Super Grit Cowboy Band is an American country music band formed in North Carolina. It was founded by Clyde Mattocks, Libby Mattocks, Bill Lyerly, Danny Vinson, Dave Cavanaugh and Alfred Ward. Active since 1974, the band recorded first with Sound Hut Studios. Beginning with their 1981 album, the band has recorded on its own Hoodswamp label.

==History==
The band formed in 1974, comprising Clyde Mattocks (steel guitar, Dobro, banjo, electric guitar), Danny Vinson (drums), Mike Kinzie (fiddle, saxophone, piano, harmonica, acoustic guitar), Bill Ellis (bass guitar, keyboards) and Curtis Wright (lead guitar).

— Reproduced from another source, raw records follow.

//! SQLite cursor store implementation

use async_trait::async_trait;
use coupon_herald_domain::{Cursor, CursorScheme, CursorStore, StateError};
use sqlx::{SqlitePool, sqlite::SqlitePoolOptions};
use std::path::Path;
use time::OffsetDateTime;

/// SQLite-backed cursor store, one row per destination
pub struct SqliteCursorStore {
    pool: SqlitePool,
    destination: String,
    scheme: CursorScheme,
}

impl SqliteCursorStore {
    /// Create a new SQLite cursor store, initializing the database if needed
    pub async fn new(
        db_path: impl AsRef<Path>,
        destination: impl Into<String>,
        scheme: CursorScheme,
    ) -> Result<Self, StateError> {
        let db_path = db_path.as_ref();

        // Create parent directories if needed
        if let Some(parent) = db_path.parent() {
            if !parent.as_os_str().is_empty() {
                std::fs::create_dir_all(parent)?;
            }
        }

        let db_url = format!("sqlite:{}?mode=rwc", db_path.display());

        let pool = SqlitePoolOptions::new()
            .max_connections(1)
            .connect(&db_url)
            .await
            .map_err(|e| StateError::Database(e.to_string()))?;

        let store = Self {
            pool,
            destination: destination.into(),
            scheme,
        };
        store.run_migrations().await?;

        Ok(store)
    }

    /// Create an in-memory SQLite store (for testing)
    pub async fn in_memory(
        destination: impl Into<String>,
        scheme: CursorScheme,
    ) -> Result<Self, StateError> {
        let pool = SqlitePoolOptions::new()
            .max_connections(1)
            .connect("sqlite::memory:")
            .await
            .map_err(|e| StateError::Database(e.to_string()))?;

        let store = Self {
            pool,
            destination: destination.into(),
            scheme,
        };
        store.run_migrations().await?;

        Ok(store)
    }

    async fn run_migrations(&self) -> Result<(), StateError> {
        sqlx::query(
            r#"
            CREATE TABLE IF NOT EXISTS dispatch_cursor (
                destination TEXT PRIMARY KEY,
                position INTEGER,
                last_identity TEXT,
                updated_at TEXT NOT NULL
            )
            "#,
        )
        .execute(&self.pool)
        .await
        .map_err(|e| StateError::Database(e.to_string()))?;

        Ok(())
    }

    fn decode(&self, position: Option<i64>, last_identity: Option<String>) -> Option<Cursor> {
        match self.scheme {
            CursorScheme::Position => position
                .and_then(|p| usize::try_from(p).ok())
                .map(Cursor::Position),
            CursorScheme::HeadWatch => Some(Cursor::LastSent(
                last_identity.filter(|id| !id.trim().is_empty()),
            )),
        }
    }
}

#[async_trait]
impl CursorStore for SqliteCursorStore {
    fn scheme(&self) -> CursorScheme {
        self.scheme
    }

    async fn load_cursor(&self) -> Result<Cursor, StateError> {
        let row: Option<(Option<i64>, Option<String>)> = sqlx::query_as(
            "SELECT position, last_identity FROM dispatch_cursor WHERE destination = ?",
        )
        .bind(&self.destination)
        .fetch_optional(&self.pool)
        .await
        .map_err(|e| StateError::Database(e.to_string()))?;

        let Some((position, last_identity)) = row else {
            return Ok(self.scheme.zero());
        };

        match self.decode(position, last_identity) {
            Some(cursor) => Ok(cursor),
            None => {
                tracing::warn!(
                    destination = %self.destination,
                    position = ?position,
                    "Corrupt cursor row, starting from the beginning"
                );
                Ok(self.scheme.zero())
            }
        }
    }

    async fn save_cursor(&self, cursor: &Cursor) -> Result<(), StateError> {
        if cursor.scheme() != self.scheme {
            return Err(StateError::SchemeMismatch {
                expected: self.scheme,
                actual: cursor.scheme(),
            });
        }

        let current = self.load_cursor().await?;
        if cursor.regresses_from(&current) {
            return Err(StateError::Regression {
                from: current.to_string(),
                to: cursor.to_string(),
            });
        }

        let updated_at = OffsetDateTime::now_utc()
            .format(&time::format_description::well_known::Rfc3339)
            .map_err(|e| StateError::Database(e.to_string()))?;

        let (position, last_identity) = match cursor {
            Cursor::Position(n) => (
                Some(i64::try_from(*n).map_err(|e| StateError::Database(e.to_string()))?),
                None,
            ),
            Cursor::LastSent(id) => (None, id.clone()),
        };

        sqlx::query(
            r#"
            INSERT INTO dispatch_cursor (destination, position, last_identity, updated_at)
            VALUES (?, ?, ?, ?)
            ON CONFLICT(destination) DO UPDATE SET
                position = excluded.position,
                last_identity = excluded.last_identity,
                updated_at = excluded.updated_at
            "#,
        )
        .bind(&self.destination)
        .bind(position)
        .bind(last_identity)
        .bind(&updated_at)
        .execute(&self.pool)
        .await
        .map_err(|e| StateError::Database(e.to_string()))?;

        Ok(())
    }
}
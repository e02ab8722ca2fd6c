//! In-memory cursor store for testing and previews

use async_trait::async_trait;
use coupon_herald_domain::{Cursor, CursorScheme, CursorStore, StateError};
use std::sync::RwLock;

/// In-memory cursor store implementation
pub struct InMemoryCursorStore {
    scheme: CursorScheme,
    cursor: RwLock<Cursor>,
}

impl InMemoryCursorStore {
    pub fn new(scheme: CursorScheme) -> Self {
        Self {
            scheme,
            cursor: RwLock::new(scheme.zero()),
        }
    }
}

impl Default for InMemoryCursorStore {
    fn default() -> Self {
        Self::new(CursorScheme::default())
    }
}

#[async_trait]
impl CursorStore for InMemoryCursorStore {
    fn scheme(&self) -> CursorScheme {
        self.scheme
    }

    async fn load_cursor(&self) -> Result<Cursor, StateError> {
        let cursor = self
            .cursor
            .read()
            .map_err(|e| StateError::Database(e.to_string()))?;
        Ok(cursor.clone())
    }

    async fn save_cursor(&self, cursor: &Cursor) -> Result<(), StateError> {
        if cursor.scheme() != self.scheme {
            return Err(StateError::SchemeMismatch {
                expected: self.scheme,
                actual: cursor.scheme(),
            });
        }

        let mut current = self
            .cursor
            .write()
            .map_err(|e| StateError::Database(e.to_string()))?;
        if cursor.regresses_from(&current) {
            return Err(StateError::Regression {
                from: current.to_string(),
                to: cursor.to_string(),
            });
        }
        *current = cursor.clone();
        Ok(())
    }
}
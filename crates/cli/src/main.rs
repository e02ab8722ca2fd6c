//! coupon-herald CLI entry point

use anyhow::Result;
use clap::Parser;
use tracing_subscriber::{EnvFilter, fmt, prelude::*};

mod args;
mod commands;
mod config;
mod wiring;

use args::{Cli, Commands};

#[tokio::main]
async fn main() -> Result<()> {
    let cli = Cli::parse();

    let log_level = match cli.log_level.clone() {
        Some(level) => level,
        None => configured_log_level(&cli),
    };
    init_logging(&log_level)?;

    match cli.command {
        Commands::Dispatch(args) => commands::dispatch::execute(args, cli.config).await,
        Commands::Preview(args) => commands::preview::execute(args, cli.config).await,
        Commands::Status(args) => commands::status::execute(args, cli.config).await,
        Commands::Config(args) => commands::config::execute(args).await,
        Commands::Doctor(args) => commands::doctor::execute(args, cli.config).await,
    }
}

/// `general.log_level` from the config, when it loads; errors surface later in the command
fn configured_log_level(cli: &Cli) -> String {
    config::AppConfig::load(cli.config.as_deref())
        .map(|c| c.general.log_level)
        .unwrap_or_else(|_| "info".to_string())
}

fn init_logging(level: &str) -> Result<()> {
    let filter = EnvFilter::try_from_default_env().or_else(|_| EnvFilter::try_new(level))?;

    tracing_subscriber::registry()
        .with(fmt::layer().with_target(true).with_writer(std::io::stderr))
        .with(filter)
        .init();

    Ok(())
}
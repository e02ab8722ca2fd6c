//! Plain-text cursor file, one scalar per file

use async_trait::async_trait;
use coupon_herald_domain::{Cursor, CursorScheme, CursorStore, StateError};
use std::path::{Path, PathBuf};
use tokio::fs;

/// Cursor store backed by a single text file
pub struct FileCursorStore {
    path: PathBuf,
    scheme: CursorScheme,
}

impl FileCursorStore {
    pub fn new(path: impl AsRef<Path>, scheme: CursorScheme) -> Self {
        Self {
            path: path.as_ref().to_path_buf(),
            scheme,
        }
    }

    fn temp_path(&self) -> PathBuf {
        let mut name = self
            .path
            .file_name()
            .map(|n| n.to_os_string())
            .unwrap_or_default();
        name.push(".tmp");
        self.path.with_file_name(name)
    }
}

#[async_trait]
impl CursorStore for FileCursorStore {
    fn scheme(&self) -> CursorScheme {
        self.scheme
    }

    async fn load_cursor(&self) -> Result<Cursor, StateError> {
        let raw = match fs::read_to_string(&self.path).await {
            Ok(raw) => raw,
            Err(e) if e.kind() == std::io::ErrorKind::NotFound => {
                return Ok(self.scheme.zero());
            }
            Err(e) if e.kind() == std::io::ErrorKind::InvalidData => {
                tracing::warn!(
                    path = %self.path.display(),
                    error = %e,
                    "Cursor file is not valid UTF-8, starting from the beginning"
                );
                return Ok(self.scheme.zero());
            }
            Err(e) => return Err(StateError::Io(e)),
        };

        match self.scheme.parse(&raw) {
            Some(cursor) => Ok(cursor),
            None => {
                tracing::warn!(
                    path = %self.path.display(),
                    content = %raw.trim(),
                    "Corrupt cursor file, starting from the beginning"
                );
                Ok(self.scheme.zero())
            }
        }
    }

    async fn save_cursor(&self, cursor: &Cursor) -> Result<(), StateError> {
        if cursor.scheme() != self.scheme {
            return Err(StateError::SchemeMismatch {
                expected: self.scheme,
                actual: cursor.scheme(),
            });
        }

        let current = self.load_cursor().await?;
        if cursor.regresses_from(&current) {
            return Err(StateError::Regression {
                from: current.to_string(),
                to: cursor.to_string(),
            });
        }

        if let Some(parent) = self.path.parent() {
            if !parent.as_os_str().is_empty() {
                fs::create_dir_all(parent).await?;
            }
        }

        // Write-then-rename so a crash never leaves a half-written cursor
        let temp = self.temp_path();
        fs::write(&temp, cursor.to_record()).await?;
        fs::rename(&temp, &self.path).await?;

        tracing::debug!(path = %self.path.display(), cursor = %cursor, "Saved cursor");
        Ok(())
    }
}
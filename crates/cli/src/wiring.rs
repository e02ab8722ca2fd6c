//! Adapter construction shared by the commands

use anyhow::{Context, Result, bail};
use coupon_herald_adapters::{
    catalog::JsonCatalogSource,
    delivery::{StubDelivery, StubFailure},
    destination,
    outbox::{OutboxDelivery, OutboxWriter},
    state::{FileCursorStore, InMemoryCursorStore, SqliteCursorStore},
    telegram::TelegramDelivery,
};
use coupon_herald_domain::{CatalogItem, CatalogSource, Cursor, CursorStore, DeliveryPort};
use secrecy::SecretString;
use std::path::Path;
use std::sync::Arc;
use std::time::Duration;

use crate::config::{AppConfig, StateBackend};

/// Row key used by the SQLite backend when no destination is known
const UNSET_DESTINATION_KEY: &str = "default";

pub fn build_catalog(config: &AppConfig) -> Arc<JsonCatalogSource> {
    Arc::new(JsonCatalogSource::new(&config.catalog.path))
}

pub async fn load_catalog(config: &AppConfig) -> Result<Vec<CatalogItem>> {
    build_catalog(config)
        .load_catalog()
        .await
        .with_context(|| format!("Failed to load catalog: {}", config.catalog.path.display()))
}

pub fn resolve_destination(config: &AppConfig) -> Result<Option<String>> {
    destination::resolve_destination(
        config.destination.channel.as_deref(),
        &config.destination.channel_file,
    )
    .with_context(|| {
        format!(
            "Failed to read channel file: {}",
            config.destination.channel_file.display()
        )
    })
}

pub async fn build_cursor_store(
    config: &AppConfig,
    destination: Option<&str>,
) -> Result<Arc<dyn CursorStore>> {
    let scheme = config.state.scheme;
    let store: Arc<dyn CursorStore> = match config.state.backend {
        StateBackend::File => Arc::new(FileCursorStore::new(&config.state.cursor_path, scheme)),
        StateBackend::Sqlite => Arc::new(
            SqliteCursorStore::new(
                &config.state.db_path,
                destination.unwrap_or(UNSET_DESTINATION_KEY),
                scheme,
            )
            .await
            .context("Failed to initialize SQLite cursor store")?,
        ),
        StateBackend::Memory => Arc::new(InMemoryCursorStore::new(scheme)),
    };
    Ok(store)
}

/// Read the cursor without creating any state on disk
pub async fn peek_cursor(config: &AppConfig, destination: Option<&str>) -> Result<Cursor> {
    if config.state.backend == StateBackend::Sqlite && !config.state.db_path.exists() {
        return Ok(config.state.scheme.zero());
    }

    let store = build_cursor_store(config, destination).await?;
    store.load_cursor().await.context("Failed to load cursor")
}

/// Pick the delivery adapter: outbox, then dry run, then the configured adapter
pub async fn build_delivery(
    config: &AppConfig,
    outbox: Option<&Path>,
    dry_run: bool,
) -> Result<Arc<dyn DeliveryPort>> {
    if let Some(path) = outbox {
        let writer = OutboxWriter::open(path)
            .await
            .with_context(|| format!("Failed to open outbox: {}", path.display()))?;
        tracing::info!(outbox = %path.display(), "Writing announcements to outbox");
        return Ok(Arc::new(OutboxDelivery::new(writer)));
    }

    // Never called in a dry run
    if dry_run {
        return Ok(Arc::new(StubDelivery::new()));
    }

    match config.delivery.adapter.trim() {
        "telegram" => {
            let token = load_secret(&config.telegram.bot_token_env, "telegram")?;
            let delivery = TelegramDelivery::with_base_url(
                token,
                config.telegram.base_url.clone(),
                Duration::from_secs(config.telegram.timeout_secs),
            )
            .context("Failed to build Telegram client")?
            .silent(config.telegram.disable_notification);
            Ok(Arc::new(delivery))
        }
        "stub" => {
            let stub = match config.delivery.stub_failure.as_deref() {
                Some(failure) => {
                    let failure: StubFailure = failure.parse().map_err(anyhow::Error::msg)?;
                    StubDelivery::failing(failure)
                }
                None => StubDelivery::new(),
            };
            Ok(Arc::new(stub))
        }
        other => bail!("Unknown delivery adapter: {}", other),
    }
}

pub(crate) fn load_secret(env_var: &str, what: &str) -> Result<SecretString> {
    if env_var.trim().is_empty() {
        bail!("No token env var configured for {}", what);
    }

    let value = std::env::var(env_var)
        .with_context(|| format!("Missing token env var {} for {}", env_var, what))?;

    if value.trim().is_empty() {
        bail!("Token env var {} is empty for {}", env_var, what);
    }

    Ok(SecretString::new(value.trim().into()))
}
//! `config init`: scaffold a config file and show where it points

use anyhow::{Context, Result, bail};
use std::path::{Path, PathBuf};

use crate::args::{ConfigArgs, ConfigCommands};
use crate::config::{AppConfig, StateBackend};

pub async fn execute(args: ConfigArgs) -> Result<()> {
    match args.command {
        ConfigCommands::Init { path, force } => {
            let config = write_example(&path, force).await?;
            print_summary(&path, &config);
            Ok(())
        }
    }
}

/// Write the example config to `path` and load it back through the normal
/// config pipeline, so a file that would fail at dispatch time fails here.
async fn write_example(path: &Path, force: bool) -> Result<AppConfig> {
    if tokio::fs::try_exists(path).await.unwrap_or(false) && !force {
        bail!(
            "Config file already exists: {}. Use --force to overwrite.",
            path.display()
        );
    }

    if let Some(parent) = path.parent().filter(|p| !p.as_os_str().is_empty()) {
        tokio::fs::create_dir_all(parent)
            .await
            .with_context(|| format!("Failed to create directory: {}", parent.display()))?;
    }

    tokio::fs::write(path, AppConfig::example_toml())
        .await
        .with_context(|| format!("Failed to write config file: {}", path.display()))?;

    let config = AppConfig::load(Some(path))
        .with_context(|| format!("Written config does not load: {}", path.display()))?;
    config.render.to_render_config()?;
    Ok(config)
}

fn print_summary(path: &Path, config: &AppConfig) {
    let cursor_location: PathBuf = match config.state.backend {
        StateBackend::Sqlite => config.state.db_path.clone(),
        _ => config.state.cursor_path.clone(),
    };

    println!("Created config file: {}", path.display());
    println!("  catalog:      {}", config.catalog.path.display());
    println!("  cursor:       {}", cursor_location.display());
    println!(
        "  channel:      {}",
        config
            .destination
            .channel
            .clone()
            .unwrap_or_else(|| config.destination.channel_file.display().to_string())
    );
    println!("  bot token:    ${}", config.telegram.bot_token_env);
    println!();
    println!("Run 'coupon-herald doctor' to check the setup, then");
    println!("'coupon-herald dispatch --dry-run' to see the next announcement.");
}
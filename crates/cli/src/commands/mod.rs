//! Subcommand implementations

pub mod config;
pub mod dispatch;
pub mod doctor;
pub mod preview;
pub mod status;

The band recorded their first album in 1977 featuring Bill Lyerly (Bill Lyerly Band).
Later the band recorded for its own label, Hoodswamp Records, and released three albums on it. In 1981, the band charted for the first time on Hot Country Songs with "If You Don't Know Me by Now," which reached No. 71. Between then and 1983, four more of the band's singles reached the country charts, including its highest-charting, the No. 48 "She Is the Woman." Billboard gave the band's 1981 album If You Can't Hang a positive review, praising the instrumentation as well as the rock influences.

At one point, Don Cox was a member of the band. He later recorded All Over Town for Step One Records and charted at No. 53 on the country music charts with its title track. Wright later joined Vern Gosdin's road band, of which he was a member until 1989. After quitting that band, Wright was a solo artist for Airborne and Liberty Records, charting in the Top 40 with "She's Got a Man on Her Mind" in 1990 and releasing a self-titled album in 1992. He later recorded one album with Robert Ellis Orrall in the duo Orrall & Wright, then joined Shenandoah from 2000 to 2008. Wright has also written singles for Shenandoah, Ronnie Milsap, Daryle Singletary, and Carolina Rain.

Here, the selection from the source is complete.